I was born, I lived, and then I will die. We all face this reality as each day passes and we slowly head toward our last days.

Aging well? This has been a topic for my wife and I, since we turned 60. I think we are pretty much following the plan of life. Neither one of us wants to give up our youth, so daily, we fight the wrinkles with various lotions.

We both have found our inner peace and have accepted the integrity that life has dealt us.

It’s the formula of life and how each person perceives the stages of their older year, that holds the key..

I think you are correct, concerning Fluther.

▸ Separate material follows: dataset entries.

//! Kinematic state of the player character and the identifiers shared with
//! the animation system.

use crate::angle::Angle;
use crate::constants::{LARA_AIR, LARA_HEALTH, SCALP_HEIGHT};
use crate::level::{BoundingBox, Location, pos};

/// Discrete locomotion states. The discriminant is the legacy state number
/// stored in animation data.
#[derive(Clone, Copy, Debug, PartialEq, Eq, Hash, PartialOrd, Ord)]
#[repr(u16)]
pub enum LaraStateId {
    WalkForward = 0,
    RunForward = 1,
    Stop = 2,
    JumpForward = 3,
    Pose = 4,
    RunBack = 5,
    TurnRightSlow = 6,
    TurnLeftSlow = 7,
    Death = 8,
    FreeFall = 9,
    Hang = 10,
    Reach = 11,
    /// Bounce off a wall after running into it.
    Unknown12 = 12,
    UnderwaterStop = 13,
    GrabToFall = 14,
    JumpPrepare = 15,
    WalkBackward = 16,
    UnderwaterForward = 17,
    UnderwaterInertia = 18,
    Climbing = 19,
    TurnFast = 20,
    StepRight = 21,
    StepLeft = 22,
    RollBackward = 23,
    SlideForward = 24,
    JumpBack = 25,
    JumpLeft = 26,
    JumpRight = 27,
    JumpUp = 28,
    FallBackward = 29,
    ShimmyLeft = 30,
    ShimmyRight = 31,
    SlideBackward = 32,
    OnWaterStop = 33,
    OnWaterForward = 34,
    UnderwaterDiving = 35,
    PushablePush = 36,
    PushablePull = 37,
    PushableGrab = 38,
    PickUp = 39,
    SwitchDown = 40,
    SwitchUp = 41,
    InsertKey = 42,
    InsertPuzzle = 43,
    WaterDeath = 44,
    RollForward = 45,
    BoulderDeath = 46,
    OnWaterBackward = 47,
    OnWaterLeft = 48,
    OnWaterRight = 49,
    UseMidas = 50,
    MidasDeath = 51,
    SwandiveBegin = 52,
    SwandiveEnd = 53,
    Handstand = 54,
    OnWaterExit = 55,
}

impl LaraStateId {
    /// Every state in legacy order.
    pub const ALL: [LaraStateId; 56] = [
        Self::WalkForward,
        Self::RunForward,
        Self::Stop,
        Self::JumpForward,
        Self::Pose,
        Self::RunBack,
        Self::TurnRightSlow,
        Self::TurnLeftSlow,
        Self::Death,
        Self::FreeFall,
        Self::Hang,
        Self::Reach,
        Self::Unknown12,
        Self::UnderwaterStop,
        Self::GrabToFall,
        Self::JumpPrepare,
        Self::WalkBackward,
        Self::UnderwaterForward,
        Self::UnderwaterInertia,
        Self::Climbing,
        Self::TurnFast,
        Self::StepRight,
        Self::StepLeft,
        Self::RollBackward,
        Self::SlideForward,
        Self::JumpBack,
        Self::JumpLeft,
        Self::JumpRight,
        Self::JumpUp,
        Self::FallBackward,
        Self::ShimmyLeft,
        Self::ShimmyRight,
        Self::SlideBackward,
        Self::OnWaterStop,
        Self::OnWaterForward,
        Self::UnderwaterDiving,
        Self::PushablePush,
        Self::PushablePull,
        Self::PushableGrab,
        Self::PickUp,
        Self::SwitchDown,
        Self::SwitchUp,
        Self::InsertKey,
        Self::InsertPuzzle,
        Self::WaterDeath,
        Self::RollForward,
        Self::BoulderDeath,
        Self::OnWaterBackward,
        Self::OnWaterLeft,
        Self::OnWaterRight,
        Self::UseMidas,
        Self::MidasDeath,
        Self::SwandiveBegin,
        Self::SwandiveEnd,
        Self::Handstand,
        Self::OnWaterExit,
    ];

    /// Converts a legacy state number. `None` means the animation data names a
    /// state this controller does not know, which callers treat as a bug.
    pub fn from_raw(raw: u16) -> Option<Self> {
        Self::ALL.get(raw as usize).copied()
    }

    #[inline]
    pub fn raw(self) -> u16 {
        self as u16
    }

    /// States that end the character's life; they have no outgoing edges.
    pub fn is_terminal(self) -> bool {
        matches!(
            self,
            Self::Death | Self::WaterDeath | Self::MidasDeath | Self::BoulderDeath
        )
    }
}

/// Animation clips the locomotion states start directly.
#[derive(Clone, Copy, Debug, PartialEq, Eq, Hash)]
pub enum AnimationId {
    StaySolid,
    Climb2Click,
    Climb3Click,
    ClimbOutOfWater,
    EndWalkLeft,
    EndWalkRight,
    FreeFallBack,
    FreeFallForward,
    FreeFallToUnderwater,
    FreeFallToUnderwaterAlternate,
    HangIdle,
    LandingHard,
    OscillateHangOn,
    RollBegin,
    RunUpStepLeft,
    RunUpStepRight,
    SlideForward,
    SmashJump,
    StartSlideBackward,
    TryHangVertical,
    UnderwaterToOnWater,
    WalkDownBackLeft,
    WalkDownBackRight,
    WalkDownLeft,
    WalkDownRight,
    WalkUpStepLeft,
    WalkUpStepRight,
    WallSmashLeft,
    WallSmashRight,
}

impl AnimationId {
    /// Absolute index of the clip's first frame in the legacy frame table.
    pub fn start_frame(self) -> u32 {
        match self {
            Self::StaySolid => 185,
            Self::Climb2Click => 759,
            Self::Climb3Click => 614,
            Self::ClimbOutOfWater => 1849,
            Self::EndWalkLeft => 74,
            Self::EndWalkRight => 58,
            Self::FreeFallBack => 1473,
            Self::FreeFallForward => 492,
            Self::FreeFallToUnderwater => 1895,
            Self::FreeFallToUnderwaterAlternate => 2041,
            Self::HangIdle => 1493,
            Self::LandingHard => 358,
            Self::OscillateHangOn => 3974,
            Self::RollBegin => 3857,
            Self::RunUpStepLeft => 837,
            Self::RunUpStepRight => 830,
            Self::SlideForward => 1133,
            Self::SmashJump => 481,
            Self::StartSlideBackward => 1677,
            Self::TryHangVertical => 448,
            Self::UnderwaterToOnWater => 1937,
            Self::WalkDownBackLeft => 899,
            Self::WalkDownBackRight => 930,
            Self::WalkDownLeft => 874,
            Self::WalkDownRight => 887,
            Self::WalkUpStepLeft => 858,
            Self::WalkUpStepRight => 844,
            Self::WallSmashLeft => 800,
            Self::WallSmashRight => 815,
        }
    }

    /// The state a clip plays in.
    pub fn state(self) -> LaraStateId {
        use LaraStateId as S;
        match self {
            Self::StaySolid | Self::EndWalkLeft | Self::EndWalkRight | Self::LandingHard => S::Stop,
            Self::Climb2Click | Self::Climb3Click => S::Climbing,
            Self::ClimbOutOfWater => S::OnWaterExit,
            Self::FreeFallBack => S::FallBackward,
            Self::FreeFallForward => S::JumpForward,
            Self::FreeFallToUnderwater | Self::FreeFallToUnderwaterAlternate => S::UnderwaterDiving,
            Self::HangIdle | Self::OscillateHangOn => S::Hang,
            Self::RollBegin => S::RollForward,
            Self::RunUpStepLeft | Self::RunUpStepRight => S::RunForward,
            Self::SlideForward => S::SlideForward,
            Self::SmashJump => S::FreeFall,
            Self::StartSlideBackward => S::SlideBackward,
            Self::TryHangVertical => S::JumpUp,
            Self::UnderwaterToOnWater => S::OnWaterStop,
            Self::WalkDownBackLeft | Self::WalkDownBackRight => S::WalkBackward,
            Self::WalkDownLeft
            | Self::WalkDownRight
            | Self::WalkUpStepLeft
            | Self::WalkUpStepRight => S::WalkForward,
            Self::WallSmashLeft | Self::WallSmashRight => S::Unknown12,
        }
    }
}

/// A clip change requested by a state, consumed by the animation driver on
/// its next advance.
#[derive(Clone, Copy, Debug, PartialEq, Eq)]
pub struct AnimationRequest {
    pub animation: AnimationId,
    /// Absolute frame to start at.
    pub frame: u32,
}

impl AnimationRequest {
    pub fn new(animation: AnimationId) -> Self {
        Self {
            animation,
            frame: animation.start_frame(),
        }
    }

    /// Starts `offset` frames into the clip.
    pub fn at_offset(animation: AnimationId, offset: u32) -> Self {
        Self {
            animation,
            frame: animation.start_frame() + offset,
        }
    }
}

#[derive(Clone, Copy, Debug, Default, PartialEq, Eq)]
pub enum HandStatus {
    #[default]
    None,
    /// Hands are busy holding a ledge or climbing.
    Grabbing,
    Unholster,
    Holster,
    Combat,
}

#[derive(Clone, Copy, Debug, Default, PartialEq, Eq)]
pub enum UnderwaterState {
    #[default]
    OnLand,
    Diving,
    Swimming,
}

/// Pitch (`x`), yaw (`y`) and roll (`z`).
#[derive(Clone, Copy, Debug, Default, PartialEq, Eq)]
pub struct Rotation {
    pub x: Angle,
    pub y: Angle,
    pub z: Angle,
}

impl Rotation {
    pub fn new(x: Angle, y: Angle, z: Angle) -> Self {
        Self { x, y, z }
    }

    pub fn yaw(y: Angle) -> Self {
        Self {
            y,
            ..Self::default()
        }
    }
}

/// Everything the locomotion states read and write about the character.
#[derive(Clone, Debug, PartialEq, Eq)]
pub struct KinematicState {
    pub location: Location,
    pub rotation: Rotation,
    /// Horizontal speed along `movement_angle`.
    pub speed: i32,
    /// Vertical speed while falling; swim speed in water.
    pub fall_speed: i32,
    pub falling: bool,
    pub current_state: LaraStateId,
    pub goal_state: LaraStateId,
    /// Successor forced once the goal state is reached.
    pub required_state: Option<LaraStateId>,
    /// Direction of travel, independent of the facing.
    pub movement_angle: Angle,
    /// Persistent turn rate, damped by the controller every land frame.
    pub y_rotation_speed: Angle,
    pub hand_status: HandStatus,
    pub underwater_state: UnderwaterState,
    pub health: i32,
    pub air: i32,
    /// Cached floor height below the character.
    pub floor: i32,
    /// Frame of the playing clip, counted from the first frame of the state's
    /// base cycle. Foot-phase checks compare against these clip-local ranges.
    pub frame: u32,
    /// Bounds of the current animation frame, relative to the position.
    pub bounding_box: BoundingBox,
    /// Downhill angle of the slide in progress.
    pub current_slide_angle: Angle,
    /// Fall speed consumed by the next "start falling" animation command,
    /// zero when unset.
    pub fall_speed_override: i32,
    /// Frames jump has been held on the water surface.
    pub swim_to_dive_frames: i32,
    /// Clip change for the animation driver.
    pub animation: Option<AnimationRequest>,
}

impl KinematicState {
    /// A character standing still at `location`.
    pub fn standing(location: Location) -> Self {
        Self {
            location,
            rotation: Rotation::default(),
            speed: 0,
            fall_speed: 0,
            falling: false,
            current_state: LaraStateId::Stop,
            goal_state: LaraStateId::Stop,
            required_state: None,
            movement_angle: Angle::ZERO,
            y_rotation_speed: Angle::ZERO,
            hand_status: HandStatus::None,
            underwater_state: UnderwaterState::OnLand,
            health: LARA_HEALTH,
            air: LARA_AIR,
            floor: location.position.y,
            frame: AnimationId::StaySolid.start_frame(),
            bounding_box: standing_bounding_box(),
            current_slide_angle: Angle::ZERO,
            fall_speed_override: 0,
            swim_to_dive_frames: 0,
            animation: None,
        }
    }

    pub fn with_rotation(mut self, yaw: Angle) -> Self {
        self.rotation.y = yaw;
        self.movement_angle = yaw;
        self
    }

    pub fn in_state(mut self, state: LaraStateId) -> Self {
        self.current_state = state;
        self.goal_state = state;
        self
    }

    #[inline]
    pub fn set_goal(&mut self, state: LaraStateId) {
        self.goal_state = state;
    }

    /// Requests `animation` from its first frame.
    #[inline]
    pub fn play(&mut self, animation: AnimationId) {
        self.animation = Some(AnimationRequest::new(animation));
    }

    /// Requests `animation` starting `offset` frames in.
    #[inline]
    pub fn play_at(&mut self, animation: AnimationId, offset: u32) {
        self.animation = Some(AnimationRequest::at_offset(animation, offset));
    }

    /// Turns faster to the right, capped at `limit`.
    pub fn add_y_rotation_speed(&mut self, step: Angle, limit: Angle) {
        let next = self.y_rotation_speed.raw() as i32 + step.raw() as i32;
        self.y_rotation_speed = Angle::from_raw(next.min(limit.raw() as i32) as i16);
    }

    /// Turns faster to the left, capped at `limit` (a negative angle).
    pub fn sub_y_rotation_speed(&mut self, step: Angle, limit: Angle) {
        let next = self.y_rotation_speed.raw() as i32 - step.raw() as i32;
        self.y_rotation_speed = Angle::from_raw(next.max(limit.raw() as i32) as i16);
    }

    #[inline]
    pub fn is_alive(&self) -> bool {
        self.health > 0
    }
}

/// Frame bounds of the idle pose.
pub fn standing_bounding_box() -> BoundingBox {
    BoundingBox::new(pos(-100, -SCALP_HEIGHT, -100), pos(100, 0, 100))
}

#[cfg(test)]
mod tests {
    use super::*;
    use crate::angle::deg;
    use crate::level::RoomId;

    #[test]
    fn raw_ids_round_trip_and_reject_unknown() {
        for (index, id) in LaraStateId::ALL.iter().enumerate() {
            assert_eq!(id.raw() as usize, index);
        }
        assert_eq!(LaraStateId::from_raw(19), Some(LaraStateId::Climbing));
        assert_eq!(LaraStateId::from_raw(56), None);
    }

    #[test]
    fn rotation_speed_is_capped() {
        let mut state = KinematicState::standing(Location::new(RoomId(0), pos(0, 0, 0)));
        for _ in 0..4 {
            state.add_y_rotation_speed(deg(2.25), deg(4.0));
        }
        assert_eq!(state.y_rotation_speed, deg(4.0));
        for _ in 0..8 {
            state.sub_y_rotation_speed(deg(2.25), deg(-8.0));
        }
        assert_eq!(state.y_rotation_speed, deg(-8.0));
    }

    #[test]
    fn requests_start_at_the_clip_or_an_offset() {
        assert_eq!(AnimationRequest::new(AnimationId::HangIdle).frame, 1493);
        assert_eq!(AnimationRequest::at_offset(AnimationId::HangIdle, 21).frame, 1514);
        assert_eq!(AnimationId::Climb2Click.state(), LaraStateId::Climbing);
    }
}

It’s not a computer that makes Fluther what it is…’s the people.

elbanditoroso's avatar

Death at an advanced age is the best indication of healthy and successful aging. It means that the person has made it through and survived the challenges of the aging process.

Cruiser's avatar

The billion dollar a year business in supplements, hair dyes and wrinkle creams is proof enough many people do not take this aging process lying down. Oooops can’t leave out cosmetic surgeries!

rojo's avatar

Don’t know, I am still in the denial stage.

Sunny2's avatar

Been through all of them, but I still feel and act much younger than that. Or maybe, if you’re lucky, you can get though them all early and just enjoy life. Maybe that’s what I’m doing: having fun as long as I’m able, and making peace with the fact that I’m not always able.

wundayatta's avatar

I reject formulaic patterns of meaning-making in life. I can make my own meaning all by myself, thank you very much. I am also much more interested in witnessing other people’s stories than in hearing some synthesist tell me what it’s supposed to be like.

There is no such thing as “successful” aging. There is no pattern everyone is supposed to follow. Aging is a unique process for everyone. Success is measured according to each individual’s unique standards.

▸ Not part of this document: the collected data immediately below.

/*!
The terrain probe.

Samples floor and ceiling at the character and at three points in front of
it, turns surfaces into obstacles according to the state's policy and
classifies the result.

Sampling points are the corners of an axis-aligned square around the
character, never a rotated circle: the facing angle is snapped to its
cardinal axis and only the "front" point keeps the sideways component of the
true facing. Climb and grab thresholds depend on this layout.
*/

use crate::angle::{Angle, Axis};
use crate::constants::{
    INVALID_HEIGHT, PIT_DISTANCE, SCALP_TO_HANDS_HEIGHT, SECTOR_SIZE, STEEP_SLOPE_AS_WALL_DISTANCE,
};
use crate::error::LocomotionError;
use crate::level::sector::{local_offset, sector_of};
use crate::level::{FloorKind, Interval, LevelGeometry, Location, Position, SlantClass, floor_slant_at, pos};
use crate::settings::DEFAULT_RESOLVE_ITERATIONS;

use super::info::{AxisCollision, CollisionInfo, PolicyFlags, VerticalDistances};

/// Shift along one axis that moves `target` back across the sector boundary
/// it crossed when coming from `current`; zero when both share a sector.
pub fn reflect_at_sector_boundary(target: i32, current: i32) -> i32 {
    let target_sector = sector_of(target);
    let current_sector = sector_of(current);
    if target_sector == current_sector {
        return 0;
    }

    let in_sector = local_offset(target);
    if current_sector < target_sector {
        -(in_sector + 1)
    } else {
        SECTOR_SIZE - (in_sector - 1)
    }
}

/// Horizontal offsets of the front, front-left and front-right points.
pub fn probe_offsets(axis: Axis, facing: Angle, radius: i32) -> [(i32, i32); 3] {
    match axis {
        Axis::PosZ => [(facing.sin_of(radius), radius), (-radius, radius), (radius, radius)],
        Axis::PosX => [(radius, facing.cos_of(radius)), (radius, radius), (radius, -radius)],
        Axis::NegZ => [(facing.sin_of(radius), -radius), (radius, -radius), (-radius, -radius)],
        Axis::NegX => [(-radius, facing.cos_of(radius)), (-radius, -radius), (-radius, radius)],
    }
}

impl CollisionInfo {
    /// Runs the probe for a character standing in `character` with its feet
    /// at `probe_position` (which may be offset from the real position, e.g.
    /// when swimming) and the given height.
    pub fn init_height_info(
        &mut self,
        level: &dyn LevelGeometry,
        character: &Location,
        probe_position: &Position,
        height: i32,
        max_iterations: usize,
    ) -> Result<(), LocomotionError> {
        self.collision_type = AxisCollision::None;
        self.shift = Position::zeros();
        self.has_static_mesh_collision = false;
        self.facing_axis = self.facing_angle.axis();

        let mut reference = Location::new(
            character.room,
            probe_position - pos(0, height + SCALP_TO_HANDS_HEIGHT, 0),
        );
        let current_sector = reference.update_room(level, max_iterations)?;

        self.floor_slant = floor_slant_at(
            level,
            current_sector,
            &pos(probe_position.x, character.position.y, probe_position.z),
            max_iterations,
        )?;

        let [front, front_left, front_right] =
            probe_offsets(self.facing_axis, self.facing_angle, self.collision_radius);

        let feet_y = probe_position.y;
        self.mid = VerticalDistances::sample(
            level,
            current_sector,
            &reference.position,
            feet_y,
            height,
            max_iterations,
        )?;
        self.front = self.sample_ahead(level, &reference, front, feet_y, height, max_iterations)?;
        self.front_left = self.sample_ahead(level, &reference, front_left, feet_y, height, max_iterations)?;
        self.front_right = self.sample_ahead(level, &reference, front_right, feet_y, height, max_iterations)?;

        if self.check_static_mesh_collisions(level, character.room, probe_position, height, max_iterations)? {
            return Ok(());
        }

        if self.mid.floor.dy == INVALID_HEIGHT {
            self.collision_type = AxisCollision::Front;
            self.shift = self.initial_position - probe_position;
            return Ok(());
        }

        if self.mid.floor.dy - self.mid.ceiling.dy <= 0 {
            self.collision_type = AxisCollision::Jammed;
            self.shift = self.initial_position - probe_position;
            return Ok(());
        }

        if self.mid.ceiling.dy >= 0 {
            self.collision_type = AxisCollision::Top;
            self.shift.y = self.mid.ceiling.dy;
        }

        let p = probe_position;
        if !self.valid_floor_height.contains(self.front.floor.dy)
            || self.front.ceiling.dy > self.valid_ceiling_height_min
        {
            self.collision_type = AxisCollision::Front;
            if self.facing_axis.is_z() {
                self.shift.x = self.initial_position.x - p.x;
                self.shift.z = reflect_at_sector_boundary(front.1 + p.z, p.z);
            } else {
                self.shift.x = reflect_at_sector_boundary(front.0 + p.x, p.x);
                self.shift.z = self.initial_position.z - p.z;
            }
            return Ok(());
        }

        if self.front.ceiling.dy >= self.valid_ceiling_height_min {
            self.collision_type = AxisCollision::FrontTop;
            self.shift = self.initial_position - p;
            return Ok(());
        }

        for (distances, offset, side) in [
            (self.front_left, front_left, AxisCollision::FrontLeft),
            (self.front_right, front_right, AxisCollision::FrontRight),
        ] {
            if self.valid_floor_height.contains(distances.floor.dy) {
                continue;
            }
            self.collision_type = side;
            if self.facing_axis.is_z() {
                self.shift.x = reflect_at_sector_boundary(offset.0 + p.x, front.0 + p.x);
            } else {
                self.shift.z = reflect_at_sector_boundary(offset.1 + p.z, front.1 + p.z);
            }
            break;
        }

        Ok(())
    }

    /// Samples one point ahead and applies the surface policy to its floor.
    fn sample_ahead(
        &self,
        level: &dyn LevelGeometry,
        reference: &Location,
        (dx, dz): (i32, i32),
        feet_y: i32,
        height: i32,
        max_iterations: usize,
    ) -> Result<VerticalDistances, LocomotionError> {
        let mut location = reference.moved(dx, 0, dz);
        let sector = location.update_room(level, max_iterations)?;
        let mut distances =
            VerticalDistances::sample(level, sector, &location.position, feet_y, height, max_iterations)?;

        let floor = &mut distances.floor;
        let steep = floor.slant_class == SlantClass::Steep;
        if self.slopes_are_walls() && steep && floor.dy < 0 {
            // Kept apart from INVALID_HEIGHT so a slope is never mistaken for a wall sector.
            floor.dy = STEEP_SLOPE_AS_WALL_DISTANCE;
        } else if floor.dy > 0
            && ((self.slopes_are_pits() && steep)
                || (self.lava_is_pit() && floor.floor_kind == FloorKind::Death))
        {
            floor.dy = PIT_DISTANCE;
        }
        Ok(distances)
    }
}

/// Everything the probe needs besides the level.
#[derive(Clone, Copy, Debug)]
pub struct ProbeRequest {
    pub location: Location,
    pub facing_angle: Angle,
    pub height: i32,
    pub radius: i32,
    pub valid_floor_height: Interval,
    pub valid_ceiling_height_min: i32,
    pub policy: PolicyFlags,
}

/// One-shot probe at the character's own position.
pub fn probe(level: &dyn LevelGeometry, request: &ProbeRequest) -> Result<CollisionInfo, LocomotionError> {
    let mut info = CollisionInfo::new(request.location.position, request.radius);
    info.facing_angle = request.facing_angle;
    info.valid_floor_height = request.valid_floor_height;
    info.valid_ceiling_height_min = request.valid_ceiling_height_min;
    info.policy = request.policy;
    info.init_height_info(
        level,
        &request.location,
        &request.location.position,
        request.height,
        DEFAULT_RESOLVE_ITERATIONS,
    )?;
    Ok(info)
}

For me, it is keeping my body functioning as well as I can without pain for as long as possible. It is finding ways to keep on pretending my mind works even though it feels fuzzy and slow and I can’t remember shit any more. Hint: partaking of online fora helps, since no one can tell how slow I am in asynchronous communication. I get to look up the words I forget, as well.

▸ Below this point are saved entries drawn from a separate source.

#[cfg(test)]
mod tests {
    use crate::angle::{Angle, deg};
    use crate::character::handlers::test_support::*;
    use crate::character::state::{AnimationId, LaraStateId};
    use crate::collision::AxisCollision;
    use crate::input::{AxisMovement, InputState};
    use crate::level::{RoomBuilder, Sector, pos};

    #[test]
    fn stop_with_forward_runs_or_walks() {
        let level = single_room(flat_room());

        let mut state = character(LaraStateId::Stop, pos(2560, 0, 2560), Angle::ZERO);
        run_input(&level, &mut state, &InputState::forward());
        assert_eq!(state.goal_state, LaraStateId::RunForward);

        let mut state = character(LaraStateId::Stop, pos(2560, 0, 2560), Angle::ZERO);
        run_input(&level, &mut state, &InputState::forward().with_move_slow());
        assert_eq!(state.goal_state, LaraStateId::WalkForward);
    }

    #[test]
    fn stop_without_input_stays_put() {
        let level = single_room(flat_room());
        let mut state = character(LaraStateId::Stop, pos(2560, 0, 2560), Angle::ZERO);
        let next = run_input(&level, &mut state, &InputState::default());
        assert_eq!(next, None);
        assert_eq!(state.goal_state, LaraStateId::Stop);

        let (next, info, _) = run_postprocess(&level, &mut state, &InputState::default());
        assert_eq!(next, None);
        assert_eq!(info.collision_type, AxisCollision::None);
        assert_eq!(state.location.position, pos(2560, 0, 2560));
    }

    #[test]
    fn roll_substitutes_right_away() {
        let level = single_room(flat_room());
        let mut state = character(LaraStateId::RunForward, pos(2560, 0, 2560), Angle::ZERO);
        let input = InputState {
            roll: true,
            ..InputState::forward()
        };
        assert_eq!(run_input(&level, &mut state, &input), Some(LaraStateId::RollForward));
        assert_eq!(state.goal_state, LaraStateId::Stop);
    }

    #[test]
    fn running_into_a_wall_stops_and_backs_out_of_it() {
        // Walls from z = 3072 on.
        let level = single_room(flat_room().edit_area(1..=6, 3..=6, |_| Sector::WALL));
        let mut state = character(LaraStateId::WalkForward, pos(2560, 0, 3000), Angle::ZERO);
        state.speed = 20;
        state.frame = 5;

        let (next, info, carry) = run_postprocess(&level, &mut state, &InputState::forward());
        assert_eq!(info.collision_type, AxisCollision::Front);
        assert_eq!(next, Some(LaraStateId::Stop));
        assert_eq!(state.goal_state, LaraStateId::Stop);
        assert_eq!(state.speed, 0);
        assert!(carry.is_empty());
        assert_eq!(state.location.position.z, 3071 - 100);

        state.current_state = LaraStateId::WalkForward;
        let (_, info, _) = run_postprocess(&level, &mut state, &InputState::forward());
        assert_eq!(info.collision_type, AxisCollision::None);
    }

    #[test]
    fn stepping_back_down_picks_the_leading_foot() {
        let level = single_room(
            RoomBuilder::new(0, 0, 8, 8)
                .fill(Sector::open(200, -4096))
                .border_walls(),
        );
        let mut state = character(LaraStateId::WalkBackward, pos(2560, 0, 2560), Angle::ZERO);
        state.frame = 12;
        let (_, info, _) = run_postprocess(&level, &mut state, &InputState::backward());
        assert_eq!(info.mid.floor.dy, 200);
        assert_eq!(state.animation.map(|a| a.animation), Some(AnimationId::WalkDownBackRight));

        let mut state = character(LaraStateId::WalkBackward, pos(2560, 0, 2560), Angle::ZERO);
        state.frame = 40;
        run_postprocess(&level, &mut state, &InputState::backward());
        assert_eq!(state.animation.map(|a| a.animation), Some(AnimationId::WalkDownBackLeft));
    }

    #[test]
    fn running_up_a_medium_block_climbs_three_clicks() {
        let level = single_room(flat_room().edit_area(1..=6, 3..=6, |_| Sector::open(-700, -4096)));
        let mut state = character(LaraStateId::RunForward, pos(2560, 0, 3000), Angle::ZERO);
        let input = InputState::forward().with_action();

        let (next, info, carry) = run_postprocess(&level, &mut state, &input);
        assert_eq!(info.front.floor.dy, -700);
        assert_eq!(next, Some(LaraStateId::Climbing));
        assert_eq!(state.animation.map(|a| a.animation), Some(AnimationId::Climb3Click));
        assert_eq!(state.goal_state, LaraStateId::Stop);
        assert_eq!(carry.movement, pos(0, 68, 0));
    }

    #[test]
    fn walking_off_a_ledge_falls() {
        let level = single_room(flat_room().edit_area(1..=6, 3..=6, |_| Sector::open(1024, -4096)));
        let mut state = character(LaraStateId::WalkForward, pos(2560, 0, 3100), Angle::ZERO);
        let (next, _, _) = run_postprocess(&level, &mut state, &InputState::forward());
        assert_eq!(next, Some(LaraStateId::JumpForward));
        assert!(state.falling);
        assert_eq!(state.goal_state, LaraStateId::JumpForward);
    }

    #[test]
    fn slow_turn_speeds_up_into_a_fast_turn() {
        let level = single_room(flat_room());
        let mut state = character(LaraStateId::TurnRightSlow, pos(2560, 0, 2560), Angle::ZERO);
        let input = InputState::default().with_turn(AxisMovement::Right);

        run_input(&level, &mut state, &input);
        assert_eq!(state.goal_state, LaraStateId::TurnRightSlow);
        run_input(&level, &mut state, &input);
        assert_eq!(state.goal_state, LaraStateId::TurnFast);

        let mut slow = character(LaraStateId::TurnRightSlow, pos(2560, 0, 2560), Angle::ZERO);
        let input = input.with_move_slow();
        run_input(&level, &mut slow, &input);
        run_input(&level, &mut slow, &input);
        assert_eq!(slow.y_rotation_speed, deg(4.0));
        assert_eq!(slow.goal_state, LaraStateId::TurnRightSlow);
    }

    #[test]
    fn stepping_into_a_wall_stops() {
        let level = single_room(flat_room());
        // Next to the x = 1024 wall boundary, stepping left (-X when facing +Z).
        let mut state = character(LaraStateId::StepLeft, pos(1100, 0, 2560), Angle::ZERO);
        let input = InputState::default().with_step(AxisMovement::Left);
        let (next, info, _) = run_postprocess(&level, &mut state, &input);
        assert_eq!(info.collision_type, AxisCollision::Front);
        assert_eq!(next, Some(LaraStateId::Stop));
        assert_eq!(state.goal_state, LaraStateId::Stop);
    }
}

Aging well means holding on to my capabilities as long as I can and when they are gone, not beating myself up for not having them any more. It means being useful as I can be. It means trying to maintain love—although that has been the case all my life, apart from when I needed to find it in the first place.

YARNLADY's avatar

I don’t believe in stages. I think people who are satisfied with their own looks and aware of their own feelings will be successful at every age. For me, getting older has progressed in a zig-zag rather than stages.

rooeytoo's avatar

I’m too busy living my life to sit around analyzing the stages. I can still sit up and take nourishment so I guess I’m not too bad off yet. Those stages reek of psycho-babble to me. I like Nike’s words better, Just Do It, and then I add my own, until you can’t do it anymore.

mattbrowne's avatar

Thanks for sharing your thoughts!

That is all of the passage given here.